Objetivo: Descrever os custos médicos diretos anuais por paciente com hemofilia A (HA) no sistema público de saúde brasileiro (SUS) e compreender e descrever a jornada do paciente em âmbito hospitalar, as características demográficas e os procedimentos realizados no SUS. Métodos: Análise retrospectiva das bases de dados do DataSUS. Foram coletados dados de indivíduos com registro de tratamento de HA entre 1º de janeiro de 2018 e 30 de junho de 2021. Além do código D66 CID-10 (HA), foi considerada a ocorrência de procedimentos como dosagem do fator VIII e dispensação ou administração de terapia de by-pass como critérios de inclusão. Dentre os critérios de exclusão, destacam-se a dispensação do fator IX e indivíduos do sexo feminino.

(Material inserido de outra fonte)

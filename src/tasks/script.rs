//! Lua scripts, compiled by an external tool when one is configured

use super::write_compressed;
use crate::content::{FilePath, FileType};
use crate::error::{CookError, CookResult};
use crate::task::process::tool_path;
use crate::task::{
    atomic_move_final_output, default_out_of_date_cook, CookContext, CookPriority, CookTask,
    ProcessCommand,
};
use std::fs;
use std::path::PathBuf;
use std::time::Duration;
use tempfile::Builder;

const COMPILE_TIMEOUT: Duration = Duration::from_secs(60);

pub struct ScriptCookTask;

impl ScriptCookTask {
    fn compiler(ctx: &dyn CookContext) -> Option<PathBuf> {
        ctx.settings()
            .script_compiler
            .as_deref()
            .map(|tool| tool_path(ctx.tools_dir(), tool))
    }
}

impl CookTask for ScriptCookTask {
    fn name(&self) -> &'static str {
        "script"
    }

    fn priority(&self) -> i32 {
        CookPriority::SCRIPT
    }

    fn can_cook(&self, path: &FilePath) -> bool {
        path.file_type() == FileType::Script
    }

    fn cook_all_out_of_date_content(&self, ctx: &dyn CookContext) -> CookResult<()> {
        default_out_of_date_cook(self, ctx, FileType::Script, true)
    }

    fn validate_content_environment(&self, ctx: &dyn CookContext) -> CookResult<()> {
        match Self::compiler(ctx) {
            Some(compiler) if !compiler.is_file() => Err(CookError::environment(format!(
                "Script compiler {} does not exist",
                compiler.display()
            ))),
            _ => Ok(()),
        }
    }

    fn internal_cook(&self, ctx: &dyn CookContext, path: &FilePath) -> CookResult<()> {
        let source = ctx.paths().source_path(path);
        let output = ctx.paths().cooked_path(path);

        let Some(compiler) = Self::compiler(ctx) else {
            let data = fs::read(&source)?;
            return write_compressed(&output, &data);
        };

        let dir = output
            .parent()
            .ok_or_else(|| CookError::InvalidPath(output.clone()))?;
        fs::create_dir_all(dir)?;
        let staged = Builder::new()
            .prefix(".script")
            .suffix(".tmp")
            .tempfile_in(dir)?
            .into_temp_path();

        let mut command = ProcessCommand::new(compiler);
        // Debug sessions keep symbols for the script debugger.
        if !ctx.cook_debug_only() {
            command = command.arg("-s");
        }
        command
            .arg("-o")
            .arg(staged.to_string_lossy())
            .arg(source.to_string_lossy())
            .timeout(COMPILE_TIMEOUT)
            .run(path)?;

        atomic_move_final_output(&staged, &output)
    }
}
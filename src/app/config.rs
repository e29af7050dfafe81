//! Application configuration
//!
//! This module handles process-wide settings of the binary.

/// Application configuration structure
#[derive(Debug, Clone, Default)]
pub struct AppConfig {
    /// Verbosity level for logging
    pub verbose: u8,
    /// Show progress bars on the terminal
    pub progress: bool,
}

impl AppConfig {
    /// Create a new application configuration
    pub fn new(verbose: u8) -> Self {
        Self {
            verbose,
            progress: true,
        }
    }

    /// Enable or disable progress bars
    pub fn with_progress(mut self, enabled: bool) -> Self {
        self.progress = enabled;
        self
    }

    /// Get the log level string based on verbosity
    pub fn log_level(&self) -> &'static str {
        match self.verbose {
            0 => "info",
            1 => "debug",
            2 => "trace",
            _ => "trace,notify=debug",
        }
    }
}
//! Data files cooked as compressed copies of their source

use super::write_compressed;
use crate::content::{FilePath, FileType};
use crate::error::CookResult;
use crate::task::{default_out_of_date_cook, CookContext, CookPriority, CookTask};
use std::fs;

const PASSTHROUGH_TYPES: [FileType; 5] = [
    FileType::Json,
    FileType::Csv,
    FileType::Text,
    FileType::Xml,
    FileType::Protobuf,
];

pub struct PassthroughCookTask;

impl CookTask for PassthroughCookTask {
    fn name(&self) -> &'static str {
        "passthrough"
    }

    fn priority(&self) -> i32 {
        CookPriority::DEFAULT
    }

    fn can_cook(&self, path: &FilePath) -> bool {
        PASSTHROUGH_TYPES.contains(&path.file_type())
    }

    fn cook_all_out_of_date_content(&self, ctx: &dyn CookContext) -> CookResult<()> {
        for file_type in PASSTHROUGH_TYPES {
            default_out_of_date_cook(self, ctx, file_type, true)?;
        }
        Ok(())
    }

    fn internal_cook(&self, ctx: &dyn CookContext, path: &FilePath) -> CookResult<()> {
        let data = fs::read(ctx.paths().source_path(path))?;
        write_compressed(&ctx.paths().cooked_path(path), &data)
    }
}
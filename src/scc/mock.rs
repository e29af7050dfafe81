//! Recording source control client for tests

use super::{ErrorOutput, FileTypeOptions, SourceControlClient};
use crate::error::{CookError, CookResult};
use std::path::PathBuf;
use std::sync::Mutex;

/// One recorded call
#[derive(Debug, Clone, PartialEq, Eq)]
pub enum SccCall {
    OpenForAdd(Vec<PathBuf>, FileTypeOptions),
    OpenForEdit(Vec<PathBuf>, FileTypeOptions),
    Delete(Vec<PathBuf>),
    RevertUnchanged(Vec<PathBuf>),
    Submit(String),
    Sync(Vec<String>),
}

/// Records every call and optionally fails them
#[derive(Default)]
pub struct MockSourceControlClient {
    calls: Mutex<Vec<SccCall>>,
    fail_with: Option<String>,
}

impl MockSourceControlClient {
    pub fn new() -> Self {
        Self::default()
    }

    /// Every call fails, writing `message` to the error output
    pub fn failing(message: impl Into<String>) -> Self {
        Self {
            calls: Mutex::new(Vec::new()),
            fail_with: Some(message.into()),
        }
    }

    pub fn calls(&self) -> Vec<SccCall> {
        self.calls.lock().unwrap_or_else(|e| e.into_inner()).clone()
    }

    fn record(&self, call: SccCall, on_error: ErrorOutput<'_>) -> CookResult<()> {
        self.calls
            .lock()
            .unwrap_or_else(|e| e.into_inner())
            .push(call);
        match &self.fail_with {
            Some(message) => {
                on_error(message);
                Err(CookError::source_control(message))
            }
            None => Ok(()),
        }
    }
}

impl SourceControlClient for MockSourceControlClient {
    fn open_for_add(
        &self,
        files: &[PathBuf],
        options: &FileTypeOptions,
        on_error: ErrorOutput<'_>,
    ) -> CookResult<()> {
        self.record(SccCall::OpenForAdd(files.to_vec(), options.clone()), on_error)
    }

    fn open_for_edit(
        &self,
        files: &[PathBuf],
        options: &FileTypeOptions,
        on_error: ErrorOutput<'_>,
    ) -> CookResult<()> {
        self.record(SccCall::OpenForEdit(files.to_vec(), options.clone()), on_error)
    }

    fn delete(&self, files: &[PathBuf], on_error: ErrorOutput<'_>) -> CookResult<()> {
        self.record(SccCall::Delete(files.to_vec()), on_error)
    }

    fn revert_unchanged(&self, files: &[PathBuf], on_error: ErrorOutput<'_>) -> CookResult<()> {
        self.record(SccCall::RevertUnchanged(files.to_vec()), on_error)
    }

    fn submit(&self, description: &str, on_error: ErrorOutput<'_>) -> CookResult<()> {
        self.record(SccCall::Submit(description.to_string()), on_error)
    }

    fn sync(&self, paths: &[String], on_error: ErrorOutput<'_>) -> CookResult<()> {
        self.record(SccCall::Sync(paths.to_vec()), on_error)
    }

    fn name(&self) -> &'static str {
        "mock"
    }
}

#[cfg(test)]
mod tests {
    use super::*;

    #[test]
    fn test_records_and_fails() {
        let client = MockSourceControlClient::failing("no such file");
        let mut errors = Vec::new();
        let mut on_error = |line: &str| errors.push(line.to_string());
        assert!(client.delete(&[PathBuf::from("a")], &mut on_error).is_err());
        assert_eq!(errors, vec!["no such file"]);
        assert_eq!(client.calls(), vec![SccCall::Delete(vec![PathBuf::from("a")])]);
    }
}
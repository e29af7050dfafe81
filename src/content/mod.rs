//! Content model: file types, asset paths and on-disk layout

pub mod file_path;
pub mod file_type;
pub mod paths;

pub use file_path::{is_valid_content_path, FilePath};
pub use file_type::{FileType, Platform, COOKER_VERSION};
pub use paths::ContentPaths;

use std::fs;
use std::io;
use std::path::Path;
use std::time::{Duration, SystemTime, UNIX_EPOCH};

/// Modification time of a file in nanoseconds since the Unix epoch, 0 if
/// the file does not exist or cannot be queried.
pub fn modified_time(path: &Path) -> u64 {
    fs::metadata(path)
        .and_then(|m| m.modified())
        .ok()
        .and_then(|t| t.duration_since(UNIX_EPOCH).ok())
        .map_or(0, |d| u64::try_from(d.as_nanos()).unwrap_or(u64::MAX))
}

/// Stamp a file with a modification time produced by [`modified_time`]
pub fn set_modified_time(path: &Path, timestamp: u64) -> io::Result<()> {
    let time = SystemTime::UNIX_EPOCH + Duration::from_nanos(timestamp);
    let file = fs::OpenOptions::new().write(true).open(path)?;
    file.set_modified(time)
}

#[cfg(test)]
mod tests {
    use super::*;
    use tempfile::TempDir;

    #[test]
    fn test_modified_time_round_trip() {
        let temp = TempDir::new().unwrap();
        let file = temp.path().join("a.txt");
        assert_eq!(modified_time(&file), 0);

        fs::write(&file, "x").unwrap();
        let stamp = 1_600_000_000_000_000_000;
        set_modified_time(&file, stamp).unwrap();
        assert_eq!(modified_time(&file), stamp);
    }
}
//! Work-claiming parallel executor for cook batches

use super::context::{CookContext, ProgressUpdate};
use crate::content::FilePath;
use crate::error::{CookError, CookResult};
use std::collections::BTreeSet;
use std::fs;
use std::path::PathBuf;
use std::sync::atomic::{AtomicUsize, Ordering};
use std::sync::OnceLock;
use std::thread;
use std::time::{Duration, Instant};
use tracing::debug;

const PROGRESS_POLL: Duration = Duration::from_millis(50);

/// Create the output directories of every item up front, so workers never
/// race on directory creation.
pub fn create_output_dirs(ctx: &dyn CookContext, groups: &[Vec<FilePath>]) -> CookResult<()> {
    let dirs: BTreeSet<PathBuf> = groups
        .iter()
        .flatten()
        .filter_map(|p| ctx.paths().cooked_path(p).parent().map(PathBuf::from))
        .collect();
    for dir in dirs {
        fs::create_dir_all(&dir)?;
    }
    Ok(())
}

/// Runs a batch on helper threads plus the calling thread.
///
/// Items are claimed through an atomic counter; each result slot is
/// written exactly once by the worker that claimed its index. A failing
/// item does not stop items other workers already claimed.
pub struct ParallelRunner {
    workers: usize,
}

impl ParallelRunner {
    /// `workers` helper threads in addition to the caller
    pub fn new(workers: usize) -> Self {
        Self { workers }
    }

    /// One helper per available hardware thread
    pub fn with_host_parallelism() -> Self {
        Self::new(host_parallelism())
    }

    pub fn run<F>(
        &self,
        ctx: &dyn CookContext,
        name: &str,
        groups: &[Vec<FilePath>],
        cook: F,
    ) -> CookResult<()>
    where
        F: Fn(&[FilePath]) -> CookResult<()> + Sync,
    {
        create_output_dirs(ctx, groups)?;

        let total = groups.len();
        let next = AtomicUsize::new(0);
        let finished = AtomicUsize::new(0);
        let results: Vec<OnceLock<CookResult<()>>> = (0..total).map(|_| OnceLock::new()).collect();
        let start = Instant::now();

        let work = || loop {
            let index = next.fetch_add(1, Ordering::AcqRel);
            if index >= total {
                break;
            }
            let _ = results[index].set(cook(&groups[index]));
            finished.fetch_add(1, Ordering::AcqRel);
        };

        let report = || {
            let done = finished.load(Ordering::Acquire);
            let claimed = next.load(Ordering::Acquire).min(total);
            ctx.advance_progress(&ProgressUpdate {
                name: name.to_string(),
                active: claimed.saturating_sub(done),
                completed: done,
                total,
                elapsed: start.elapsed(),
            });
        };

        let helpers = self.workers.min(total.saturating_sub(1));
        thread::scope(|scope| {
            for _ in 0..helpers {
                scope.spawn(&work);
            }

            // The calling thread claims work too, reporting between items.
            loop {
                let index = next.fetch_add(1, Ordering::AcqRel);
                if index >= total {
                    break;
                }
                let _ = results[index].set(cook(&groups[index]));
                finished.fetch_add(1, Ordering::AcqRel);
                report();
            }

            while finished.load(Ordering::Acquire) < total {
                thread::sleep(PROGRESS_POLL);
                report();
            }
        });
        report();
        debug!("{}: {} item(s) on {} helper thread(s)", name, total, helpers);

        let mut first_error: Option<CookError> = None;
        for slot in results {
            match slot.into_inner() {
                Some(Ok(())) => {}
                Some(Err(e)) => {
                    if first_error.is_none() {
                        first_error = Some(e);
                    }
                }
                None => {
                    if first_error.is_none() {
                        first_error = Some(CookError::bug(format!("{name}: batch item never ran")));
                    }
                }
            }
        }
        match first_error {
            Some(e) => Err(e),
            None => Ok(()),
        }
    }
}

/// Available hardware threads, 1 when unknown
pub fn host_parallelism() -> usize {
    thread::available_parallelism().map_or(1, |n| n.get())
}
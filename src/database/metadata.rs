//! Per-output cook metadata and its JSON sidecar

use crate::content::FilePath;
use crate::error::CookResult;
use serde::{Deserialize, Serialize};
use std::fs;
use std::io::Write;
use std::path::Path;

/// A source or sibling dependency with the timestamp it had when committed
#[derive(Debug, Clone, PartialEq, Eq, Serialize, Deserialize)]
#[serde(rename_all = "PascalCase")]
pub struct TimestampedSource {
    pub source: FilePath,
    pub timestamp: u64,
}

/// A directory dependency with its recursive file count when committed
#[derive(Debug, Clone, PartialEq, Eq, Serialize, Deserialize)]
#[serde(rename_all = "PascalCase")]
pub struct DirectorySource {
    pub file_count: u64,
    pub source: FilePath,
}

/// Freshness record of one cooked output
#[derive(Debug, Clone, Default, PartialEq, Eq, Serialize, Deserialize)]
#[serde(rename_all = "PascalCase")]
pub struct CookMetadata {
    /// Modification time of the output when the record was committed
    pub cooked_timestamp: u64,
    /// Modification time of the sidecar itself, never serialized
    #[serde(skip)]
    pub metadata_timestamp: u64,
    pub cooker_version: u32,
    pub data_version: u32,
    #[serde(default, skip_serializing_if = "Vec::is_empty")]
    pub directory_sources: Vec<DirectorySource>,
    #[serde(default, skip_serializing_if = "Vec::is_empty")]
    pub siblings: Vec<TimestampedSource>,
    #[serde(default)]
    pub sources: Vec<TimestampedSource>,
}

impl CookMetadata {
    /// Read a sidecar. A missing file yields `Ok(None)`.
    pub fn load(path: &Path) -> CookResult<Option<Self>> {
        let contents = match fs::read_to_string(path) {
            Ok(contents) => contents,
            Err(e) if e.kind() == std::io::ErrorKind::NotFound => return Ok(None),
            Err(e) => return Err(e.into()),
        };
        let metadata = serde_json::from_str(&contents)?;
        Ok(Some(metadata))
    }

    /// Write the sidecar. The record is serialized before anything touches
    /// the disk and lands through a rename, so a failure at any point leaves
    /// the previous record in place.
    pub fn save(&self, path: &Path) -> CookResult<()> {
        let json = serde_json::to_string_pretty(self)?;

        let dir = path.parent().unwrap_or_else(|| Path::new("."));
        fs::create_dir_all(dir)?;

        let mut temp = tempfile::NamedTempFile::new_in(dir)?;
        temp.write_all(json.as_bytes())?;
        temp.flush()?;
        temp.persist(path).map_err(|e| e.error)?;
        Ok(())
    }
}

/// Dependency descriptor reported by a cook task when committing metadata
#[derive(Debug, Clone, PartialEq, Eq)]
pub struct CookSource {
    pub path: FilePath,
    pub is_directory: bool,
    pub is_debug_only: bool,
    pub is_sibling: bool,
}

impl CookSource {
    /// A regular source file
    pub fn file(path: FilePath) -> Self {
        Self {
            path,
            is_directory: false,
            is_debug_only: false,
            is_sibling: false,
        }
    }

    /// A directory whose recursive file count is tracked. The directory's
    /// type filters which files are counted (`Unknown` counts everything).
    pub fn directory(path: FilePath) -> Self {
        Self {
            is_directory: true,
            ..Self::file(path)
        }
    }

    /// Another cooked output produced alongside the primary one
    pub fn sibling(path: FilePath) -> Self {
        Self {
            is_sibling: true,
            ..Self::file(path)
        }
    }

    pub fn debug_only(mut self) -> Self {
        self.is_debug_only = true;
        self
    }
}
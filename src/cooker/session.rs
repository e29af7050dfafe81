//! A constructed cook session: everything tasks need, plus the lock

use super::lock::CookerLock;
use super::progress::ProgressReporter;
use super::source_index::SourceIndex;
use crate::config::{CookerSettings, PackageCookConfig};
use crate::content::{FilePath, FileType, Platform};
use crate::database::{CookDatabase, CookVersions};
use crate::error::{CookError, CookResult};
use crate::scc::{NullSourceControlClient, PerforceClient, SourceControlClient};
use crate::task::parallel::host_parallelism;
use crate::task::{CookContext, CookTask, ProgressUpdate};
use crate::tasks::TaskRegistry;
use std::path::{Path, PathBuf};
use std::sync::atomic::{AtomicBool, Ordering};
use std::sync::{Arc, RwLock, RwLockReadGuard, RwLockWriteGuard};
use std::time::Duration;
use tracing::{debug, error, info, warn};

/// Inputs of session construction besides the settings
pub struct SessionOptions {
    pub registry: TaskRegistry,
    pub versions: CookVersions,
    /// Overrides the client chosen from the settings
    pub source_control: Option<Arc<dyn SourceControlClient>>,
    pub progress: bool,
    /// Forward source changes to the database while the session lives
    pub watch_sources: bool,
}

impl Default for SessionOptions {
    fn default() -> Self {
        Self {
            registry: TaskRegistry::builtin(),
            versions: CookVersions::current(),
            source_control: None,
            progress: false,
            watch_sources: false,
        }
    }
}

pub struct CookerSession {
    settings: CookerSettings,
    database: Arc<CookDatabase>,
    index: RwLock<SourceIndex>,
    source_control: Arc<dyn SourceControlClient>,
    package_config: Option<PackageCookConfig>,
    tasks: Vec<Box<dyn CookTask>>,
    progress: ProgressReporter,
    tools_dir: PathBuf,
    workers: usize,
    // Declared last so it is released after everything else.
    _lock: CookerLock,
}

fn check_cancel(cancel: &AtomicBool) -> CookResult<()> {
    if cancel.load(Ordering::Acquire) {
        Err(CookError::Cancelled)
    } else {
        Ok(())
    }
}

impl CookerSession {
    /// Build a session step by step, failing at the first step that fails.
    /// `cancel` is checked between steps and while waiting for the lock;
    /// anything built so far is released on failure.
    pub fn construct(
        settings: CookerSettings,
        options: SessionOptions,
        cancel: &AtomicBool,
    ) -> CookResult<Self> {
        let paths = settings.content_paths();
        let single = settings.is_single_file();

        let lock = CookerLock::acquire(&paths.lock_file_path(), &settings.lock, cancel)?;
        check_cancel(cancel)?;

        let package_config = settings
            .package_cook_config
            .as_deref()
            .map(PackageCookConfig::load)
            .transpose()?;
        check_cancel(cancel)?;

        let source_control: Arc<dyn SourceControlClient> = match options.source_control {
            Some(client) => client,
            None => match settings.active_p4() {
                Some(p4) => Arc::new(PerforceClient::new(p4.clone())),
                None => Arc::new(NullSourceControlClient),
            },
        };
        debug!("Using {} source control", source_control.name());
        check_cancel(cancel)?;

        let database = Arc::new(CookDatabase::new(paths.clone(), options.versions, !single));
        if options.watch_sources {
            if let Err(e) = database.watch_sources() {
                warn!("Source changes will not be tracked: {}", e);
            }
        }
        check_cancel(cancel)?;

        let index = if single {
            SourceIndex::empty()
        } else {
            SourceIndex::build(&paths, cancel)?
        };
        check_cancel(cancel)?;

        let tasks = options.registry.instantiate();
        info!(
            "{} session ready: {} source files, {} tasks",
            settings.platform,
            index.len(),
            tasks.len()
        );

        Ok(Self {
            tools_dir: settings.tools_dir(),
            workers: settings.workers.unwrap_or_else(host_parallelism),
            settings,
            database,
            index: RwLock::new(index),
            source_control,
            package_config,
            tasks,
            progress: ProgressReporter::new(options.progress),
            _lock: lock,
        })
    }

    pub fn tasks(&self) -> &[Box<dyn CookTask>] {
        &self.tasks
    }

    pub fn database_handle(&self) -> Arc<CookDatabase> {
        self.database.clone()
    }

    fn read_index(&self) -> RwLockReadGuard<'_, SourceIndex> {
        self.index.read().unwrap_or_else(|e| e.into_inner())
    }

    fn write_index(&self) -> RwLockWriteGuard<'_, SourceIndex> {
        self.index.write().unwrap_or_else(|e| e.into_inner())
    }

    fn validate_content_dir(&self) -> CookResult<()> {
        let paths = self.paths();
        if paths.content_dir_matches_platform() {
            return Ok(());
        }
        Err(CookError::environment(format!(
            "Content directory {} is not the {} content directory {}",
            paths.content_dir().display(),
            self.platform(),
            crate::content::ContentPaths::expected_content_dir(paths.base_dir(), self.platform())
                .display()
        )))
    }

    /// Validate the environment for every task, then run every task in
    /// priority order, stopping at the first failure.
    pub fn cook_all(&self) -> CookResult<()> {
        self.validate_content_dir()?;

        for task in &self.tasks {
            if let Err(e) = task.validate_content_environment(self) {
                error!("{}: invalid content environment: {}", self.progress_name(task.name()), e);
                return Err(e);
            }
        }

        for task in &self.tasks {
            debug!("Running {}", self.progress_name(task.name()));
            if let Err(e) = task.cook_all_out_of_date_content(self) {
                error!("{}: {}", self.progress_name(task.name()), e);
                return Err(e);
            }
        }
        Ok(())
    }

    /// Map a source file, absolute or relative to the source directory,
    /// to its `FilePath`
    pub fn resolve_source(&self, source: &Path) -> CookResult<FilePath> {
        let absolute = if source.is_absolute() {
            source.to_path_buf()
        } else {
            self.paths().source_dir().join(source)
        };
        self.paths()
            .file_path_from_source(&absolute)
            .ok_or_else(|| CookError::InvalidPath(source.to_path_buf()))
    }

    /// Hand one file to the first task, in priority order, that accepts it
    pub fn cook_single(&self, source: &Path) -> CookResult<()> {
        self.validate_content_dir()?;
        let path = self.resolve_source(source)?;

        let task = self
            .tasks
            .iter()
            .find(|t| t.can_cook(&path))
            .ok_or_else(|| CookError::NoTaskForFile(path.to_string()))?;
        info!("{}: cooking {}", self.progress_name(task.name()), path);
        task.cook_single(self, &path)
    }
}

impl CookContext for CookerSession {
    fn database(&self) -> &CookDatabase {
        &self.database
    }

    fn platform(&self) -> Platform {
        self.settings.platform
    }

    fn settings(&self) -> &CookerSettings {
        &self.settings
    }

    fn source_control(&self) -> &dyn SourceControlClient {
        self.source_control.as_ref()
    }

    fn source_files_of_type(&self, file_type: FileType) -> Vec<FilePath> {
        self.read_index().files_of_type(file_type)
    }

    fn tools_dir(&self) -> &Path {
        &self.tools_dir
    }

    fn package_cook_config(&self) -> Option<&PackageCookConfig> {
        self.package_config.as_ref()
    }

    fn worker_count(&self) -> usize {
        self.workers
    }

    fn amend_source_files(&self, files: &[PathBuf]) -> CookResult<()> {
        let paths = self.database.paths();
        self.write_index().amend(paths, files)?;
        for file in files {
            if let Some(path) = paths.file_path_from_source(file) {
                self.database.manual_on_file_change(&path);
            }
        }
        Ok(())
    }

    fn remove_source_files(&self, files: &[PathBuf]) -> CookResult<()> {
        let paths = self.database.paths();
        self.write_index().remove_files(paths, files);
        for file in files {
            if let Some(path) = paths.file_path_from_source(file) {
                self.database.manual_on_file_change(&path);
            }
        }
        Ok(())
    }

    fn advance_progress(&self, update: &ProgressUpdate) {
        self.progress.advance(update);
    }

    fn complete_progress(&self, name: &str, elapsed: Duration, success: bool) {
        self.progress.complete(name, elapsed, success);
    }
}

Um pareamento de registros usando características sociodemográficas foi realizado para identificar pacientes únicos. Resultados: Foram identificados 2.298 indivíduos em tratamento ambulatorial e 1.018 em tratamento hospitalar. Os resultados mostraram que a maioria dos pacientes são da região Sudeste do país, brancos e de meia-idade. O custo médio do tratamento da HA por paciente-ano foi de R$ 90,36 para atendimento ambulatorial e de R$ 1.015,31 para atendimento hospitalar. Os custos foram significativamente maiores para pacientes mais graves e entre 12 e 18 anos (R$ 1.974,75 e R$ 1.049,09, respectivamente). Conclusão: As evidências demonstradas incentivam a implementação de políticas que visem melhorar a qualidade da assistência prestada aos pacientes com HA. A disponibilização de centros de referência para pacientes hemofílicos é primordial para o sucesso do tratamento e pode resultar em maior eficiência.